use crate::{
    error::AplError,
    interpreter::{
        evaluator::core::{Context, EvalResult},
        value::{
            array::Element,
            number::{I, ONE, ZERO, Number},
        },
    },
};

/// Returns the number held by a simple item.
fn number(element: &Element) -> EvalResult<Number> {
    element.as_number()
           .ok_or_else(|| AplError::domain("Expected a number."))
}

/// Returns the real number held by a simple item.
fn real(element: &Element) -> EvalResult<f64> {
    let n = number(element)?;
    if n.near_real() {
        Ok(n.real)
    } else {
        Err(AplError::domain("Expected a real number."))
    }
}

/// Returns the boolean held by a simple item.
fn boolean(element: &Element) -> EvalResult<bool> {
    number(element)?.to_boolean()
                    .ok_or_else(|| AplError::domain("Expected a boolean."))
}

fn numeric(n: Number) -> EvalResult<Element> {
    if n.is_finite() {
        Ok(Element::Number(n))
    } else {
        Err(AplError::domain("Result is not a finite number."))
    }
}

fn truth(value: bool) -> Element {
    Element::Number(Number::from(value))
}

/// `+B`
pub fn conjugate(_: &Context<'_, '_>, b: &Element) -> EvalResult<Element> {
    numeric(number(b)?.conj())
}

/// `-B`
pub fn negative(_: &Context<'_, '_>, b: &Element) -> EvalResult<Element> {
    numeric(-number(b)?)
}

/// `×B`
pub fn direction(_: &Context<'_, '_>, b: &Element) -> EvalResult<Element> {
    numeric(number(b)?.direction())
}

/// `÷B`
pub fn reciprocal(_: &Context<'_, '_>, b: &Element) -> EvalResult<Element> {
    let b = number(b)?;
    if b == ZERO {
        return Err(AplError::domain("Dividing by 0."));
    }
    numeric(b.recip())
}

/// `⌈B`, tolerant.
pub fn ceiling(ctx: &Context<'_, '_>, b: &Element) -> EvalResult<Element> {
    numeric(number(b)?.ceiling(ctx.comparison_tolerance()))
}

/// `⌊B`, tolerant.
///
/// # Example
/// ```
/// use aplite::interpreter::{
///     evaluator::{core::Context, scalar::floor},
///     symbol::table::SymbolTable,
///     value::array::Element,
/// };
///
/// let mut symbols = SymbolTable::workspace();
/// let ctx = Context::new(&mut symbols);
/// assert_eq!(floor(&ctx, &Element::Number((-2.5).into())).unwrap(), Element::Number((-3.0).into()));
/// assert_eq!(floor(&ctx, &Element::Number(2.99999.into())).unwrap(), Element::Number(3.0.into()));
/// ```
pub fn floor(ctx: &Context<'_, '_>, b: &Element) -> EvalResult<Element> {
    numeric(number(b)?.floor(ctx.comparison_tolerance()))
}

/// `*B`
pub fn exponential(_: &Context<'_, '_>, b: &Element) -> EvalResult<Element> {
    numeric(number(b)?.exp())
}

/// `⍟B`
pub fn natural_log(_: &Context<'_, '_>, b: &Element) -> EvalResult<Element> {
    let b = number(b)?;
    if b == ZERO {
        return Err(AplError::domain("Logarithm of 0."));
    }
    let ln = b.ln();
    numeric(if b.is_real() && b.real > 0.0 { Number::from_real(ln.real) } else { ln })
}

/// `|B`
pub fn magnitude(_: &Context<'_, '_>, b: &Element) -> EvalResult<Element> {
    numeric(Number::from_real(number(b)?.magnitude()))
}

/// `!B`, the gamma function of `B+1`.
pub fn factorial(_: &Context<'_, '_>, b: &Element) -> EvalResult<Element> {
    let b = real(b)?;
    if b < 0.0 && b.fract() == 0.0 {
        return Err(AplError::domain("Factorial of a negative integer."));
    }
    numeric(Number::from_real(Number::gamma(b + 1.0)))
}

/// `○B`
pub fn pi_times(_: &Context<'_, '_>, b: &Element) -> EvalResult<Element> {
    numeric(number(b)?.times_pi())
}

/// `~B`
pub fn not(_: &Context<'_, '_>, b: &Element) -> EvalResult<Element> {
    Ok(truth(!boolean(b)?))
}

/// `A+B`
pub fn plus(_: &Context<'_, '_>, a: &Element, b: &Element) -> EvalResult<Element> {
    numeric(number(a)? + number(b)?)
}

/// `A-B`
pub fn minus(_: &Context<'_, '_>, a: &Element, b: &Element) -> EvalResult<Element> {
    numeric(number(a)? - number(b)?)
}

/// `A×B`
pub fn times(_: &Context<'_, '_>, a: &Element, b: &Element) -> EvalResult<Element> {
    numeric(number(a)? * number(b)?)
}

/// `A÷B`; `0÷0` is `1`.
///
/// # Example
/// ```
/// use aplite::{
///     error::ErrorKind,
///     interpreter::{
///         evaluator::{core::Context, scalar::divide},
///         symbol::table::SymbolTable,
///         value::array::Element,
///     },
/// };
///
/// let mut symbols = SymbolTable::workspace();
/// let ctx = Context::new(&mut symbols);
/// let zero = Element::Number(0.0.into());
/// assert_eq!(divide(&ctx, &zero, &zero).unwrap(), Element::Number(1.0.into()));
/// let error = divide(&ctx, &Element::Number(3.0.into()), &zero).unwrap_err();
/// assert_eq!(error.kind, ErrorKind::Domain);
/// assert_eq!(error.to_string(), "DOMAIN ERROR: Dividing by 0.");
/// ```
pub fn divide(_: &Context<'_, '_>, a: &Element, b: &Element) -> EvalResult<Element> {
    let (a, b) = (number(a)?, number(b)?);
    if b == ZERO {
        return if a == ZERO { Ok(Element::Number(ONE)) } else { Err(AplError::domain("Dividing by 0.")) };
    }
    numeric(a / b)
}

/// `A⌈B`
pub fn maximum(_: &Context<'_, '_>, a: &Element, b: &Element) -> EvalResult<Element> {
    numeric(Number::from_real(real(a)?.max(real(b)?)))
}

/// `A⌊B`
pub fn minimum(_: &Context<'_, '_>, a: &Element, b: &Element) -> EvalResult<Element> {
    numeric(Number::from_real(real(a)?.min(real(b)?)))
}

/// `A*B`
pub fn power(_: &Context<'_, '_>, a: &Element, b: &Element) -> EvalResult<Element> {
    let (a, b) = (number(a)?, number(b)?);
    if a == ZERO && b.real < 0.0 {
        return Err(AplError::domain("Dividing by 0."));
    }
    numeric(a.pow(b))
}

/// `A⍟B`, the base-`A` logarithm of `B`.
pub fn logarithm(_: &Context<'_, '_>, a: &Element, b: &Element) -> EvalResult<Element> {
    let (a, b) = (number(a)?, number(b)?);
    if a == b {
        return Ok(Element::Number(ONE));
    }
    if a == ZERO || b == ZERO || a == ONE {
        return Err(AplError::domain("Logarithm is undefined."));
    }
    let result = b.ln() / a.ln();
    numeric(if result.near_real() && a.real > 0.0 && b.real > 0.0 {
                Number::from_real(result.real)
            } else {
                result
            })
}

/// `A|B`, the tolerant residue of `B` modulo `A`.
///
/// The result has the sign of `A`; `0|B` is `B`.
pub fn residue(ctx: &Context<'_, '_>, a: &Element, b: &Element) -> EvalResult<Element> {
    let (a, b) = (number(a)?, number(b)?);
    if a == ZERO {
        return numeric(b);
    }
    let tolerance = ctx.comparison_tolerance();
    let quotient = b / a;
    let nearest = Number::new(quotient.real.round(), quotient.imaginary.round());
    if quotient.tolerantly_equal_within(nearest, tolerance) {
        return Ok(Element::Number(ZERO));
    }
    numeric(b - a * quotient.floor(tolerance))
}

/// `A!B`, the number of ways of choosing `A` items from `B`.
pub fn binomial(_: &Context<'_, '_>, a: &Element, b: &Element) -> EvalResult<Element> {
    let (a, b) = (real(a)?, real(b)?);
    let integral = a.fract() == 0.0 && b.fract() == 0.0;
    if integral && a >= 0.0 && b >= 0.0 {
        if a > b {
            return Ok(Element::Number(ZERO));
        }
        let k = a.min(b - a);
        let mut result = 1.0;
        let mut i = 0.0;
        while i < k {
            result = result * (b - i) / (i + 1.0);
            i += 1.0;
        }
        return numeric(Number::from_real(result.round()));
    }
    let pole = |x: f64| x < 0.0 && x.fract() == 0.0;
    if pole(b + 1.0) || pole(a + 1.0) || pole(b - a + 1.0) {
        return Err(AplError::domain("Binomial is undefined for these arguments."));
    }
    numeric(Number::from_real(Number::gamma(b + 1.0) / (Number::gamma(a + 1.0) * Number::gamma(b - a + 1.0))))
}

/// `A○B`, the circular function selected by `A`.
///
/// | `A` | function | `A` | function |
/// |-----|----------|-----|----------|
/// | 0 | `(1-B*2)*.5` | | |
/// | 1 | sine | ¯1 | arcsine |
/// | 2 | cosine | ¯2 | arccosine |
/// | 3 | tangent | ¯3 | arctangent |
/// | 4 | `(1+B*2)*.5` | ¯4 | `(¯1+B*2)*.5` |
/// | 5 | hyperbolic sine | ¯5 | inverse |
/// | 6 | hyperbolic cosine | ¯6 | inverse |
/// | 7 | hyperbolic tangent | ¯7 | inverse |
/// | 9 | real part | ¯9 | `B` |
/// | 10 | magnitude | ¯10 | conjugate |
/// | 11 | imaginary part | ¯11 | `0J1×B` |
/// | 12 | phase | ¯12 | `*0J1×B` |
pub fn circular(_: &Context<'_, '_>, a: &Element, b: &Element) -> EvalResult<Element> {
    let selector = number(a)?.to_integer()
                             .ok_or_else(|| AplError::domain("Circular function selector must be an integer."))?;
    let z = number(b)?;
    let inverse = |f: fn(f64) -> f64| {
        if z.near_real() {
            let result = f(z.real);
            if result.is_nan() {
                Err(AplError::domain("Argument outside the domain of the inverse function."))
            } else {
                Ok(Number::from_real(result))
            }
        } else {
            Err(AplError::domain("Inverse circular functions take real arguments."))
        }
    };
    let result = match selector {
        0 => (ONE - z * z).sqrt(),
        1 => z.sin(),
        2 => z.cos(),
        3 => {
            let cos = z.cos();
            if cos == ZERO {
                return Err(AplError::domain("Tangent is undefined."));
            }
            z.sin() / cos
        },
        4 => (ONE + z * z).sqrt(),
        5 => z.sinh(),
        6 => z.cosh(),
        7 => z.sinh() / z.cosh(),
        9 => Number::from_real(z.real),
        10 => Number::from_real(z.magnitude()),
        11 => Number::from_real(z.imaginary),
        12 => Number::from_real(z.arg()),
        -1 => inverse(f64::asin)?,
        -2 => inverse(f64::acos)?,
        -3 => inverse(f64::atan)?,
        -4 => {
            let root = (z * z - ONE).sqrt();
            if z.real < 0.0 { -root } else { root }
        },
        -5 => inverse(f64::asinh)?,
        -6 => inverse(f64::acosh)?,
        -7 => inverse(f64::atanh)?,
        -9 => z,
        -10 => z.conj(),
        -11 => I * z,
        -12 => (I * z).exp(),
        _ => return Err(AplError::domain("Unknown circular function selector.")),
    };
    numeric(if result.near_real() { Number::from_real(result.real) } else { result })
}

/// `A∧B`
pub fn and(_: &Context<'_, '_>, a: &Element, b: &Element) -> EvalResult<Element> {
    Ok(truth(boolean(a)? && boolean(b)?))
}

/// `A∨B`
pub fn or(_: &Context<'_, '_>, a: &Element, b: &Element) -> EvalResult<Element> {
    Ok(truth(boolean(a)? || boolean(b)?))
}

/// `A⍲B`
pub fn nand(_: &Context<'_, '_>, a: &Element, b: &Element) -> EvalResult<Element> {
    Ok(truth(!(boolean(a)? && boolean(b)?)))
}

/// `A⍱B`
pub fn nor(_: &Context<'_, '_>, a: &Element, b: &Element) -> EvalResult<Element> {
    Ok(truth(!(boolean(a)? || boolean(b)?)))
}

/// Tolerant equality of two simple items. Characters equal only characters.
#[must_use]
pub fn items_equal(a: &Element, b: &Element, tolerance: f64) -> bool {
    match (a, b) {
        (Element::Char(x), Element::Char(y)) => x == y,
        (Element::Number(x), Element::Number(y)) => x.tolerantly_equal_within(*y, tolerance),
        _ => false,
    }
}

/// Compares the real parts of two items after tolerant equality.
fn ordered(ctx: &Context<'_, '_>, a: &Element, b: &Element) -> EvalResult<std::cmp::Ordering> {
    let (x, y) = (real(a)?, real(b)?);
    if items_equal(a, b, ctx.comparison_tolerance()) {
        Ok(std::cmp::Ordering::Equal)
    } else {
        Ok(x.total_cmp(&y))
    }
}

/// `A<B`
pub fn less(ctx: &Context<'_, '_>, a: &Element, b: &Element) -> EvalResult<Element> {
    Ok(truth(ordered(ctx, a, b)?.is_lt()))
}

/// `A≤B`
pub fn less_or_equal(ctx: &Context<'_, '_>, a: &Element, b: &Element) -> EvalResult<Element> {
    Ok(truth(ordered(ctx, a, b)?.is_le()))
}

/// `A=B`
pub fn equal(ctx: &Context<'_, '_>, a: &Element, b: &Element) -> EvalResult<Element> {
    Ok(truth(items_equal(a, b, ctx.comparison_tolerance())))
}

/// `A≥B`
pub fn greater_or_equal(ctx: &Context<'_, '_>, a: &Element, b: &Element) -> EvalResult<Element> {
    Ok(truth(ordered(ctx, a, b)?.is_ge()))
}

/// `A>B`
pub fn greater(ctx: &Context<'_, '_>, a: &Element, b: &Element) -> EvalResult<Element> {
    Ok(truth(ordered(ctx, a, b)?.is_gt()))
}

/// `A≠B`
pub fn not_equal(ctx: &Context<'_, '_>, a: &Element, b: &Element) -> EvalResult<Element> {
    Ok(truth(!items_equal(a, b, ctx.comparison_tolerance())))
}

——

> [GOAL OF THE EXERCISE] Pull out the lines above in which the word "round" appears.

> [TASK RESPONSE]
    let nearest = Number::new(quotient.real.round(), quotient.imaginary.round());
        return numeric(Number::from_real(result.round()));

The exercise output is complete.